--- DATA Enclosed Below ---
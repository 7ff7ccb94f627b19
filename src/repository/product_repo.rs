// ==========================================
// 包装物料 BOM 系统 - 产品仓储
// ==========================================
// 职责: 管理 product_info 表的 CRUD 操作
// 红线: Repository 不含业务逻辑
// ==========================================

use crate::domain::product::Product;
use crate::repository::columns::parse_text_column;
use crate::repository::error::{RepositoryError, RepositoryResult};
use rusqlite::{params, Connection, Row};
use std::sync::{Arc, Mutex};

const SELECT_COLUMNS: &str = r#"
    id, codigo, nombre_producto, tipo_empaque, size_empaque,
    cantidad_paquetes_por_caja, peso_por_caja, peso_promedio_por_paquete,
    sala_origen, created_by, created_at, updated_by, updated_at
"#;

// ==========================================
// ProductRepository - 产品仓储
// ==========================================
pub struct ProductRepository {
    conn: Arc<Mutex<Connection>>,
}

impl ProductRepository {
    /// 创建新的 ProductRepository 实例
    pub fn new(db_path: &str) -> RepositoryResult<Self> {
        let conn = crate::db::open_and_init(db_path)?;
        Ok(Self {
            conn: Arc::new(Mutex::new(conn)),
        })
    }

    /// 从已有连接创建仓储实例
    pub fn from_connection(conn: Arc<Mutex<Connection>>) -> Self {
        Self { conn }
    }

    /// 获取数据库连接
    fn get_conn(&self) -> RepositoryResult<std::sync::MutexGuard<Connection>> {
        self.conn
            .lock()
            .map_err(|e| RepositoryError::LockError(e.to_string()))
    }

    fn map_row(row: &Row<'_>) -> rusqlite::Result<Product> {
        Ok(Product {
            id: row.get(0)?,
            code: row.get(1)?,
            name: row.get(2)?,
            package_type: parse_text_column(3, row.get(3)?)?,
            package_size: parse_text_column(4, row.get(4)?)?,
            box_count: row.get(5)?,
            weight_per_box: row.get(6)?,
            avg_weight_per_package: row.get(7)?,
            origin_room: row.get(8)?,
            created_by: row.get(9)?,
            created_at: row.get(10)?,
            updated_by: row.get(11)?,
            updated_at: row.get(12)?,
        })
    }

    /// 查询全部产品（按编码排序）
    pub fn list_all(&self) -> RepositoryResult<Vec<Product>> {
        let conn = self.get_conn()?;
        let mut stmt = conn.prepare(&format!(
            "SELECT {} FROM product_info ORDER BY codigo, created_at",
            SELECT_COLUMNS
        ))?;
        let products = stmt
            .query_map([], Self::map_row)?
            .collect::<Result<Vec<_>, _>>()?;
        Ok(products)
    }

    /// 按 id 查询
    ///
    /// # 返回
    /// - Ok(Some(Product)): 找到
    /// - Ok(None): 未找到
    pub fn find_by_id(&self, id: &str) -> RepositoryResult<Option<Product>> {
        let conn = self.get_conn()?;
        let mut stmt = conn.prepare(&format!(
            "SELECT {} FROM product_info WHERE id = ?1",
            SELECT_COLUMNS
        ))?;
        match stmt.query_row(params![id], Self::map_row) {
            Ok(product) => Ok(Some(product)),
            Err(rusqlite::Error::QueryReturnedNoRows) => Ok(None),
            Err(e) => Err(e.into()),
        }
    }

    /// 插入或覆盖（按 id）
    pub fn upsert(&self, product: &Product) -> RepositoryResult<()> {
        let conn = self.get_conn()?;
        Self::upsert_with(&conn, product)?;
        Ok(())
    }

    fn upsert_with(conn: &Connection, p: &Product) -> rusqlite::Result<usize> {
        conn.execute(
            r#"
            INSERT OR REPLACE INTO product_info (
                id, codigo, nombre_producto, tipo_empaque, size_empaque,
                cantidad_paquetes_por_caja, peso_por_caja, peso_promedio_por_paquete,
                sala_origen, created_by, created_at, updated_by, updated_at
            ) VALUES (?1, ?2, ?3, ?4, ?5, ?6, ?7, ?8, ?9, ?10, ?11, ?12, ?13)
            "#,
            params![
                p.id,
                p.code,
                p.name,
                p.package_type.as_str(),
                p.package_size.as_str(),
                p.box_count,
                p.weight_per_box,
                p.avg_weight_per_package,
                p.origin_room,
                p.created_by,
                p.created_at,
                p.updated_by,
                p.updated_at,
            ],
        )
    }

    /// 删除产品
    ///
    /// # 返回
    /// - Ok(true): 已删除
    /// - Ok(false): 不存在
    pub fn delete(&self, id: &str) -> RepositoryResult<bool> {
        let conn = self.get_conn()?;
        let affected = conn.execute("DELETE FROM product_info WHERE id = ?1", params![id])?;
        Ok(affected > 0)
    }

    /// 整表替换（远端读取成功后刷新本地缓存）
    pub fn replace_all(&self, products: &[Product]) -> RepositoryResult<()> {
        let mut conn = self.get_conn()?;
        let tx = conn
            .transaction()
            .map_err(|e| RepositoryError::DatabaseTransactionError(e.to_string()))?;
        tx.execute("DELETE FROM product_info", [])?;
        for product in products {
            Self::upsert_with(&tx, product)?;
        }
        tx.commit()
            .map_err(|e| RepositoryError::DatabaseTransactionError(e.to_string()))?;
        Ok(())
    }
}
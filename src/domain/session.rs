// ==========================================
// 包装物料 BOM 系统 - 会话
// ==========================================
// 职责: 当前登录用户（显式传递，不使用全局可变状态）
// ==========================================

use serde::{Deserialize, Serialize};

/// 未登录时的默认用户名
pub const ANONYMOUS_USER: &str = "Usuario";

/// 编辑会话上下文
#[derive(Debug, Clone, PartialEq, Eq, Serialize, Deserialize)]
pub struct Session {
    user: String,
}

impl Session {
    /// 以用户名登录（去除首尾空白，空名称返回 None）
    pub fn login(name: &str) -> Option<Self> {
        let name = name.trim();
        if name.is_empty() {
            return None;
        }
        Some(Self {
            user: name.to_string(),
        })
    }

    pub fn anonymous() -> Self {
        Self {
            user: ANONYMOUS_USER.to_string(),
        }
    }

    pub fn user(&self) -> &str {
        &self.user
    }

    pub fn is_anonymous(&self) -> bool {
        self.user == ANONYMOUS_USER
    }
}

impl Default for Session {
    fn default() -> Self {
        Self::anonymous()
    }
}

#[cfg(test)]
mod tests {
    use super::*;

    #[test]
    fn test_login_trims_and_rejects_empty() {
        assert_eq!(Session::login("  maria ").unwrap().user(), "maria");
        assert!(Session::login("   ").is_none());
        assert!(Session::anonymous().is_anonymous());
    }
}
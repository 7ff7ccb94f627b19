// ==========================================
// 包装物料 BOM 系统 - 内置物料目录
// ==========================================
// 职责: 无外部目录文件时使用的基础目录
// 说明: 生产目录通过 importer::CatalogImporter 从 CSV/Excel 导入
// ==========================================

use crate::domain::types::SupplyCategory;

/// (编码, 描述, 类别, 计量单位, 每单位含量)
pub(crate) const BUILTIN_ITEMS: &[(&str, &str, SupplyCategory, &str, f64)] = &[
    ("INS-0101", "BOLSA MASTER PEAD 24X36", SupplyCategory::MasterBag, "UND", 1.0),
    ("INS-0102", "BOLSA MASTER PEBD 30X40", SupplyCategory::MasterBag, "UND", 1.0),
    ("INS-0201", "FUNDA EMPAQUE PRIMARIO 10X14", SupplyCategory::PrimaryPack, "BOLSAS", 1000.0),
    ("INS-0202", "BANDEJA EMPAQUE PRIMARIO 2S", SupplyCategory::PrimaryPack, "UND", 500.0),
    ("INS-0301", "ETIQUETA PAQUETERIA TERMICA 4X3", SupplyCategory::PackageLabel, "UND", 1000.0),
    ("INS-0302", "ETIQUETA PAQUETERIA NUTRICIONAL 2X3", SupplyCategory::PackageLabel, "UND", 2000.0),
    ("INS-0401", "ETIQUETA CAJA TERMICA 4X6", SupplyCategory::BoxLabel, "UND", 500.0),
    ("INS-0402", "ETIQUETA CAJA EXPORTACION 4X4", SupplyCategory::BoxLabel, "UND", 1000.0),
    ("INS-0501", "CAJA DETALLE TORTAS 6U", SupplyCategory::CakeDetailBox, "UND", 1.0),
    ("INS-0601", "CAJA MASTER TORTAS 48U", SupplyCategory::CakeMasterBox, "UND", 1.0),
    ("INS-0701", "PAPEL ENCERADO 12X12", SupplyCategory::WaxPaper, "KG", 1.0),
    ("INS-0801", "TAPA CARTON CORRUGADO 60X40", SupplyCategory::CorrugatedTop, "UND", 1.0),
    ("INS-0901", "FONDO CARTON CORRUGADO 60X40", SupplyCategory::CorrugatedBottom, "UND", 1.0),
    ("INS-1001", "FLEJE POLIPROPILENO 1/2", SupplyCategory::Strap, "KG", 1.0),
    ("INS-1101", "GRAPA GALVANIZADA 3/4", SupplyCategory::Staple, "KG", 1.0),
    ("INS-1201", "FILM FONDO TERMOFORMADO 420MM", SupplyCategory::FilmBottom, "KG", 1.0),
    ("INS-1301", "FILM TAPA TERMOFORMADO 400MM", SupplyCategory::FilmTop, "KG", 1.0),
];
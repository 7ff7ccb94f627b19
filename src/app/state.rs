// ==========================================
// 包装物料 BOM 系统 - 应用状态
// ==========================================
// 职责: 管理应用级别的共享状态和API实例
// 说明: 当前登录会话显式保存在这里，并显式传入组装/保存调用
// ==========================================

use std::path::Path;
use std::sync::{Arc, Mutex};

use crate::api::{ApiError, ApiResult, BomApi, DashboardApi, ProductApi};
use crate::catalog::SupplyCatalog;
use crate::config::{BomConfigReader, ConfigManager};
use crate::domain::session::Session;
use crate::importer::CatalogImporter;
use crate::repository::{BomDataAccess, SqliteDataAccess};

/// 应用状态
///
/// 包含所有API实例和共享资源
pub struct AppState {
    /// 数据库路径
    pub db_path: String,

    /// 物料目录（启动时加载，只读）
    pub catalog: Arc<SupplyCatalog>,

    /// 配置管理器
    pub config: Arc<ConfigManager>,

    /// BOM 记录API
    pub bom_api: Arc<BomApi>,

    /// 产品API
    pub product_api: Arc<ProductApi>,

    /// 看板API
    pub dashboard_api: Arc<DashboardApi>,

    session: Mutex<Option<Session>>,
}

impl AppState {
    /// 创建新的AppState实例（内置目录 + 本地库）
    ///
    /// # 返回
    /// - Err(String): 初始化错误
    pub fn new(db_path: String) -> Result<Self, String> {
        let data = SqliteDataAccess::new(&db_path)
            .map_err(|e| format!("无法打开本地数据库: {}", e))?;
        Self::with_parts(db_path, Arc::new(data), Arc::new(SupplyCatalog::builtin()))
    }

    /// 使用外部物料目录文件创建（.csv / .xlsx / .xls）
    ///
    /// 有被拒绝的行时仍以通过校验的物料启动，并记录警告
    pub fn with_catalog_file(db_path: String, catalog_path: &Path) -> Result<Self, String> {
        let report = CatalogImporter::new()
            .import_file(catalog_path)
            .map_err(|e| format!("物料目录导入失败: {}", e))?;
        if !report.is_clean() {
            tracing::warn!(
                rejected = report.rejected.len(),
                accepted = report.items.len(),
                "物料目录存在被拒绝的行"
            );
        }
        let catalog = Arc::new(report.into_catalog());

        let data = SqliteDataAccess::new(&db_path)
            .map_err(|e| format!("无法打开本地数据库: {}", e))?;
        Self::with_parts(db_path, Arc::new(data), catalog)
    }

    /// 由调用方提供数据访问实现（例如远端优先缓存）
    pub fn with_parts(
        db_path: String,
        data: Arc<dyn BomDataAccess>,
        catalog: Arc<SupplyCatalog>,
    ) -> Result<Self, String> {
        tracing::info!("初始化AppState，数据库路径: {}", db_path);

        let config = Arc::new(
            ConfigManager::new(&db_path).map_err(|e| format!("无法创建ConfigManager: {}", e))?,
        );
        let config_reader: Arc<dyn BomConfigReader> = config.clone();

        let bom_api = Arc::new(BomApi::new(data.clone(), config_reader.clone(), catalog.clone()));
        let product_api = Arc::new(ProductApi::new(data.clone()));
        let dashboard_api = Arc::new(DashboardApi::new(data, config_reader));

        tracing::info!(catalog_items = catalog.len(), "AppState初始化完成");

        Ok(Self {
            db_path,
            catalog,
            config,
            bom_api,
            product_api,
            dashboard_api,
            session: Mutex::new(None),
        })
    }

    // ==========================================
    // 会话
    // ==========================================

    /// 登录（名称去空格后不能为空）
    pub fn login(&self, name: &str, remember: bool) -> ApiResult<Session> {
        let session = Session::login(name)
            .ok_or_else(|| ApiError::InvalidInput("用户名不能为空".to_string()))?;
        self.config
            .remember_login(session.user(), remember)
            .map_err(|e| ApiError::Config(e.to_string()))?;
        self.set_session(Some(session.clone()))?;
        tracing::info!(user = session.user(), "用户登录");
        Ok(session)
    }

    pub fn logout(&self) -> ApiResult<()> {
        self.set_session(None)
    }

    /// 当前会话
    ///
    /// # 返回
    /// - Err(Unauthenticated): 尚未登录
    pub fn current_session(&self) -> ApiResult<Session> {
        let guard = self
            .session
            .lock()
            .map_err(|e| ApiError::InternalError(format!("会话锁获取失败: {}", e)))?;
        guard.clone().ok_or(ApiError::Unauthenticated)
    }

    /// 按配置恢复上次记住的登录名
    pub async fn restore_session(&self) -> ApiResult<Option<Session>> {
        let remember = self
            .config
            .remember_user()
            .await
            .map_err(|e| ApiError::Config(e.to_string()))?;
        if !remember {
            return Ok(None);
        }
        let last_user = self
            .config
            .last_user()
            .await
            .map_err(|e| ApiError::Config(e.to_string()))?;
        let session = last_user.as_deref().and_then(Session::login);
        if let Some(session) = &session {
            self.set_session(Some(session.clone()))?;
        }
        Ok(session)
    }

    /// 按配置切换界面语言，返回实际生效的语言
    pub async fn apply_locale(&self) -> ApiResult<String> {
        let locale = self
            .config
            .locale()
            .await
            .map_err(|e| ApiError::Config(e.to_string()))?;
        Ok(crate::i18n::set_locale(&locale).to_string())
    }

    fn set_session(&self, session: Option<Session>) -> ApiResult<()> {
        let mut guard = self
            .session
            .lock()
            .map_err(|e| ApiError::InternalError(format!("会话锁获取失败: {}", e)))?;
        *guard = session;
        Ok(())
    }
}

/// 获取默认数据库路径
///
/// 优先使用环境变量 PACKAGING_BOM_DB，否则放在用户数据目录下
pub fn get_default_db_path() -> String {
    use std::path::PathBuf;

    if let Ok(path) = std::env::var("PACKAGING_BOM_DB") {
        let trimmed = path.trim();
        if !trimmed.is_empty() {
            return trimmed.to_string();
        }
    }

    let mut path = PathBuf::from("./packaging_bom.db");

    if let Some(data_dir) = dirs::data_dir() {
        let dir = data_dir.join("packaging-bom");
        // 目录创建失败时退回当前目录
        if std::fs::create_dir_all(&dir).is_ok() {
            path = dir.join("packaging_bom.db");
        }
    }

    path.to_string_lossy().to_string()
}
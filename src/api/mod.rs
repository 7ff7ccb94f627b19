// ==========================================
// 包装物料 BOM 系统 - API 层
// ==========================================
// 职责: 提供业务 API 接口，供宿主界面调用
// ==========================================

pub mod bom_api;
pub mod dashboard_api;
pub mod error;
pub mod product_api;

// 重导出核心类型
pub use bom_api::BomApi;
pub use dashboard_api::{DashboardApi, DashboardCounts, ProductListing, SkuGroup};
pub use error::{ApiError, ApiResult};
pub use product_api::ProductApi;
--- End of Enclosed DATA ---
WHAT NEEDS TO BE DONE: Report how many lines of the data above include "FONDO", giving the number and no other words.

SOLUTION TO THE PROBLEM: 2